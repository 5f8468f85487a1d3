//! Error types for GraphQL execution.

/// Errors that can occur when executing a query against the Delivery API.
///
/// Errors are propagated to the caller unchanged: there is no retry and no
/// backoff at this layer.
#[derive(Debug, thiserror::Error)]
pub enum GraphqlError {
    /// The HTTP client could not be constructed.
    #[error("failed to build HTTP client: {0}")]
    Client(#[source] reqwest::Error),

    /// A configured value cannot be sent as an HTTP header.
    #[error("invalid value for header '{0}'")]
    InvalidHeader(&'static str),

    /// The request did not complete (connect, TLS, timeout, body read).
    #[error("request to GraphQL endpoint failed: {0}")]
    Transport(#[from] reqwest::Error),

    /// The endpoint answered with a non-success HTTP status.
    #[error("GraphQL endpoint returned {status}: {body}")]
    Status { status: u16, body: String },

    /// The endpoint answered 2xx but reported GraphQL errors.
    #[error("GraphQL errors: {}", messages.join("; "))]
    Response { messages: Vec<String> },

    /// The response body is not a GraphQL JSON envelope.
    #[error("invalid GraphQL response: {0}")]
    Decode(#[from] serde_json::Error),
}

impl GraphqlError {
    /// Creates a new status error.
    pub fn status(status: u16, body: impl Into<String>) -> Self {
        Self::Status {
            status,
            body: body.into(),
        }
    }

    /// Creates a new GraphQL response error.
    pub fn response(messages: Vec<String>) -> Self {
        Self::Response { messages }
    }

    /// Returns true if the upstream reported that the content does not exist.
    ///
    /// Besides an HTTP 404 status, any error whose message carries the
    /// literal `404` counts, which is how the Delivery API reports unknown
    /// content types inside GraphQL error messages.
    pub fn is_not_found(&self) -> bool {
        match self {
            Self::Status { status: 404, .. } => true,
            other => other.to_string().contains("404"),
        }
    }
}

#[cfg(test)]
mod tests {
    use super::*;

    #[test]
    fn test_error_display() {
        let err = GraphqlError::status(502, "bad gateway");
        assert_eq!(err.to_string(), "GraphQL endpoint returned 502: bad gateway");

        let err = GraphqlError::response(vec!["first".into(), "second".into()]);
        assert_eq!(err.to_string(), "GraphQL errors: first; second");

        let err = GraphqlError::InvalidHeader("access_token");
        assert_eq!(err.to_string(), "invalid value for header 'access_token'");
    }

    #[test]
    fn test_is_not_found() {
        assert!(GraphqlError::status(404, "").is_not_found());
        assert!(GraphqlError::response(vec!["404 | Not found".into()]).is_not_found());
        assert!(
            GraphqlError::response(vec!["Schema for all_missing returned 404".into()])
                .is_not_found()
        );
        assert!(!GraphqlError::status(500, "boom").is_not_found());
        assert!(!GraphqlError::response(vec!["Cannot query field".into()]).is_not_found());
    }

    #[test]
    fn test_decode_error_from_serde() {
        let err: GraphqlError = serde_json::from_str::<serde_json::Value>("not json")
            .unwrap_err()
            .into();
        assert!(err.to_string().starts_with("invalid GraphQL response"));
        assert!(!err.is_not_found());
    }
}
//! Test helpers para bff-server.

#![allow(dead_code, unused_imports)]

pub mod assertions;
pub mod client;
pub mod stub;

pub use assertions::*;
pub use client::{TestClient, TestResponse, client, client_with};
pub use stub::StubExecutor;
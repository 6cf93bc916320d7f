//! Palette RAM decoding through the 2C02 master palette.
//!
//! Palette RAM holds 32 six-bit master palette indices: four 4-color
//! background palettes followed by four sprite palettes.

use ir_core::error::{DecodeError, DecodeResult};
use ir_core::ir::{Palette, PaletteSource};
use ir_core::logging::{log, LogCategory, LogLevel};
use ir_core::ppu::palette::PALETTE_SIZE;
use ir_core::system::SystemId;

pub const PALETTE_RAM_SIZE: usize = 32;

/// 2C02 master palette, RGB.
const MASTER_PALETTE: [[u8; 3]; 64] = [
    [0x54, 0x54, 0x54], [0x00, 0x1E, 0x74], [0x08, 0x10, 0x90], [0x30, 0x00, 0x88],
    [0x44, 0x00, 0x64], [0x5C, 0x00, 0x30], [0x54, 0x04, 0x00], [0x3C, 0x18, 0x00],
    [0x20, 0x2A, 0x00], [0x08, 0x3A, 0x00], [0x00, 0x40, 0x00], [0x00, 0x3C, 0x00],
    [0x00, 0x32, 0x3C], [0x00, 0x00, 0x00], [0x00, 0x00, 0x00], [0x00, 0x00, 0x00],
    [0x98, 0x96, 0x98], [0x08, 0x4C, 0xC4], [0x30, 0x32, 0xEC], [0x5C, 0x1E, 0xE4],
    [0x88, 0x14, 0xB0], [0xA0, 0x14, 0x64], [0x98, 0x22, 0x20], [0x78, 0x3C, 0x00],
    [0x54, 0x5A, 0x00], [0x28, 0x72, 0x00], [0x08, 0x7C, 0x00], [0x00, 0x76, 0x28],
    [0x00, 0x66, 0x78], [0x00, 0x00, 0x00], [0x00, 0x00, 0x00], [0x00, 0x00, 0x00],
    [0xEC, 0xEE, 0xEC], [0x4C, 0x9A, 0xEC], [0x78, 0x7C, 0xEC], [0xB0, 0x62, 0xEC],
    [0xE4, 0x54, 0xEC], [0xEC, 0x58, 0xB4], [0xEC, 0x6A, 0x64], [0xD4, 0x88, 0x20],
    [0xA0, 0xAA, 0x00], [0x74, 0xC4, 0x00], [0x4C, 0xD0, 0x20], [0x38, 0xCC, 0x6C],
    [0x38, 0xB4, 0xCC], [0x3C, 0x3C, 0x3C], [0x00, 0x00, 0x00], [0x00, 0x00, 0x00],
    [0xEC, 0xEE, 0xEC], [0xA8, 0xCC, 0xEC], [0xBC, 0xBC, 0xEC], [0xD4, 0xB2, 0xEC],
    [0xEC, 0xAE, 0xEC], [0xEC, 0xAE, 0xD4], [0xEC, 0xC4, 0xB0], [0xE4, 0xD4, 0xA0],
    [0xCC, 0xDC, 0xA0], [0xB4, 0xE4, 0xA0], [0xA8, 0xE4, 0xB4], [0xA0, 0xE4, 0xCC],
    [0xA0, 0xD4, 0xE4], [0xA0, 0xA2, 0xA0], [0x00, 0x00, 0x00], [0x00, 0x00, 0x00],
];

pub fn master_color(index: u8) -> [u8; 3] {
    MASTER_PALETTE[(index & 0x3F) as usize]
}

/// Sprite color 0 entries ($3F10/$3F14/$3F18/$3F1C) mirror the background ones.
pub fn mirror_index(i: usize) -> usize {
    match i & 0x1F {
        0x10 => 0x00,
        0x14 => 0x04,
        0x18 => 0x08,
        0x1C => 0x0C,
        v => v,
    }
}

/// Decode palette RAM into a `BG` and an `OBJ` palette.
///
/// Entry `4 * p + i` of each is color `i` of sub-palette `p`.
pub fn decode(palette_ram: &[u8]) -> DecodeResult<Vec<Palette>> {
    if palette_ram.len() != PALETTE_RAM_SIZE {
        return Err(DecodeError::exact_size(
            "palette RAM",
            PALETTE_RAM_SIZE,
            palette_ram.len(),
        ));
    }
    if palette_ram.iter().all(|&b| b == 0) {
        return Err(DecodeError::EmptyData {
            region: "palette RAM",
        });
    }

    let palettes: Vec<Palette> = [("BG", 0x00), ("OBJ", 0x10)]
        .into_iter()
        .map(|(id, base)| {
            let mut rgb = [[0u8; 3]; PALETTE_SIZE];
            for (i, slot) in rgb.iter_mut().enumerate() {
                *slot = master_color(palette_ram[mirror_index(base + i)]);
            }
            Palette::from_rgb(id, SystemId::Nes, PaletteSource::PaletteRam, rgb)
        })
        .collect();

    log(LogCategory::Palette, LogLevel::Debug, || {
        format!("backdrop master index 0x{:02X}", palette_ram[0] & 0x3F)
    });
    Ok(palettes)
}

▶ **WHAT YOU WILL DO**
Exact copies of all the records are to be printed.

▶ **TASK SOLUTION**
repository 5f8468f85487a1d3
//! Error types for GraphQL execution.

/// Errors that can occur when executing a query against the Delivery API.
///
/// Errors are propagated to the caller unchanged: there is no retry and no
/// backoff at this layer.
#[derive(Debug, thiserror::Error)]
pub enum GraphqlError {
    /// The HTTP client could not be constructed.
    #[error("failed to build HTTP client: {0}")]
    Client(#[source] reqwest::Error),

    /// A configured value cannot be sent as an HTTP header.
    #[error("invalid value for header '{0}'")]
    InvalidHeader(&'static str),

    /// The request did not complete (connect, TLS, timeout, body read).
    #[error("request to GraphQL endpoint failed: {0}")]
    Transport(#[from] reqwest::Error),

    /// The endpoint answered with a non-success HTTP status.
    #[error("GraphQL endpoint returned {status}: {body}")]
    Status { status: u16, body: String },

    /// The endpoint answered 2xx but reported GraphQL errors.
    #[error("GraphQL errors: {}", messages.join("; "))]
    Response { messages: Vec<String> },

    /// The response body is not a GraphQL JSON envelope.
    #[error("invalid GraphQL response: {0}")]
    Decode(#[from] serde_json::Error),
}

impl GraphqlError {
    /// Creates a new status error.
    pub fn status(status: u16, body: impl Into<String>) -> Self {
        Self::Status {
            status,
            body: body.into(),
        }
    }

    /// Creates a new GraphQL response error.
    pub fn response(messages: Vec<String>) -> Self {
        Self::Response { messages }
    }

    /// Returns true if the upstream reported that the content does not exist.
    ///
    /// Besides an HTTP 404 status, any error whose message carries the
    /// literal `404` counts, which is how the Delivery API reports unknown
    /// content types inside GraphQL error messages.
    pub fn is_not_found(&self) -> bool {
        match self {
            Self::Status { status: 404, .. } => true,
            other => other.to_string().contains("404"),
        }
    }
}

#[cfg(test)]
mod tests {
    use super::*;

    #[test]
    fn test_error_display() {
        let err = GraphqlError::status(502, "bad gateway");
        assert_eq!(err.to_string(), "GraphQL endpoint returned 502: bad gateway");

        let err = GraphqlError::response(vec!["first".into(), "second".into()]);
        assert_eq!(err.to_string(), "GraphQL errors: first; second");

        let err = GraphqlError::InvalidHeader("access_token");
        assert_eq!(err.to_string(), "invalid value for header 'access_token'");
    }

    #[test]
    fn test_is_not_found() {
        assert!(GraphqlError::status(404, "").is_not_found());
        assert!(GraphqlError::response(vec!["404 | Not found".into()]).is_not_found());
        assert!(
            GraphqlError::response(vec!["Schema for all_missing returned 404".into()])
                .is_not_found()
        );
        assert!(!GraphqlError::status(500, "boom").is_not_found());
        assert!(!GraphqlError::response(vec!["Cannot query field".into()]).is_not_found());
    }

    #[test]
    fn test_decode_error_from_serde() {
        let err: GraphqlError = serde_json::from_str::<serde_json::Value>("not json")
            .unwrap_err()
            .into();
        assert!(err.to_string().starts_with("invalid GraphQL response"));
        assert!(!err.is_not_found());
    }
}
//! Test helpers para bff-server.

#![allow(dead_code, unused_imports)]

pub mod assertions;
pub mod client;
pub mod stub;

pub use assertions::*;
pub use client::{TestClient, TestResponse, client, client_with};
pub use stub::StubExecutor;
repository 6cf93bc916320d7f
//! Palette RAM decoding through the 2C02 master palette.
//!
//! Palette RAM holds 32 six-bit master palette indices: four 4-color
//! background palettes followed by four sprite palettes.

use ir_core::error::{DecodeError, DecodeResult};
use ir_core::ir::{Palette, PaletteSource};
use ir_core::logging::{log, LogCategory, LogLevel};
use ir_core::ppu::palette::PALETTE_SIZE;
use ir_core::system::SystemId;

pub const PALETTE_RAM_SIZE: usize = 32;

/// 2C02 master palette, RGB.
const MASTER_PALETTE: [[u8; 3]; 64] = [
    [0x54, 0x54, 0x54], [0x00, 0x1E, 0x74], [0x08, 0x10, 0x90], [0x30, 0x00, 0x88],
    [0x44, 0x00, 0x64], [0x5C, 0x00, 0x30], [0x54, 0x04, 0x00], [0x3C, 0x18, 0x00],
    [0x20, 0x2A, 0x00], [0x08, 0x3A, 0x00], [0x00, 0x40, 0x00], [0x00, 0x3C, 0x00],
    [0x00, 0x32, 0x3C], [0x00, 0x00, 0x00], [0x00, 0x00, 0x00], [0x00, 0x00, 0x00],
    [0x98, 0x96, 0x98], [0x08, 0x4C, 0xC4], [0x30, 0x32, 0xEC], [0x5C, 0x1E, 0xE4],
    [0x88, 0x14, 0xB0], [0xA0, 0x14, 0x64], [0x98, 0x22, 0x20], [0x78, 0x3C, 0x00],
    [0x54, 0x5A, 0x00], [0x28, 0x72, 0x00], [0x08, 0x7C, 0x00], [0x00, 0x76, 0x28],
    [0x00, 0x66, 0x78], [0x00, 0x00, 0x00], [0x00, 0x00, 0x00], [0x00, 0x00, 0x00],
    [0xEC, 0xEE, 0xEC], [0x4C, 0x9A, 0xEC], [0x78, 0x7C, 0xEC], [0xB0, 0x62, 0xEC],
    [0xE4, 0x54, 0xEC], [0xEC, 0x58, 0xB4], [0xEC, 0x6A, 0x64], [0xD4, 0x88, 0x20],
    [0xA0, 0xAA, 0x00], [0x74, 0xC4, 0x00], [0x4C, 0xD0, 0x20], [0x38, 0xCC, 0x6C],
    [0x38, 0xB4, 0xCC], [0x3C, 0x3C, 0x3C], [0x00, 0x00, 0x00], [0x00, 0x00, 0x00],
    [0xEC, 0xEE, 0xEC], [0xA8, 0xCC, 0xEC], [0xBC, 0xBC, 0xEC], [0xD4, 0xB2, 0xEC],
    [0xEC, 0xAE, 0xEC], [0xEC, 0xAE, 0xD4], [0xEC, 0xC4, 0xB0], [0xE4, 0xD4, 0xA0],
    [0xCC, 0xDC, 0xA0], [0xB4, 0xE4, 0xA0], [0xA8, 0xE4, 0xB4], [0xA0, 0xE4, 0xCC],
    [0xA0, 0xD4, 0xE4], [0xA0, 0xA2, 0xA0], [0x00, 0x00, 0x00], [0x00, 0x00, 0x00],
];

pub fn master_color(index: u8) -> [u8; 3] {
    MASTER_PALETTE[(index & 0x3F) as usize]
}

/// Sprite color 0 entries ($3F10/$3F14/$3F18/$3F1C) mirror the background ones.
pub fn mirror_index(i: usize) -> usize {
    match i & 0x1F {
        0x10 => 0x00,
        0x14 => 0x04,
        0x18 => 0x08,
        0x1C => 0x0C,
        v => v,
    }
}

/// Decode palette RAM into a `BG` and an `OBJ` palette.
///
/// Entry `4 * p + i` of each is color `i` of sub-palette `p`.
pub fn decode(palette_ram: &[u8]) -> DecodeResult<Vec<Palette>> {
    if palette_ram.len() != PALETTE_RAM_SIZE {
        return Err(DecodeError::exact_size(
            "palette RAM",
            PALETTE_RAM_SIZE,
            palette_ram.len(),
        ));
    }
    if palette_ram.iter().all(|&b| b == 0) {
        return Err(DecodeError::EmptyData {
            region: "palette RAM",
        });
    }

    let palettes: Vec<Palette> = [("BG", 0x00), ("OBJ", 0x10)]
        .into_iter()
        .map(|(id, base)| {
            let mut rgb = [[0u8; 3]; PALETTE_SIZE];
            for (i, slot) in rgb.iter_mut().enumerate() {
                *slot = master_color(palette_ram[mirror_index(base + i)]);
            }
            Palette::from_rgb(id, SystemId::Nes, PaletteSource::PaletteRam, rgb)
        })
        .collect();

    log(LogCategory::Palette, LogLevel::Debug, || {
        format!("backdrop master index 0x{:02X}", palette_ram[0] & 0x3F)
    });
    Ok(palettes)
}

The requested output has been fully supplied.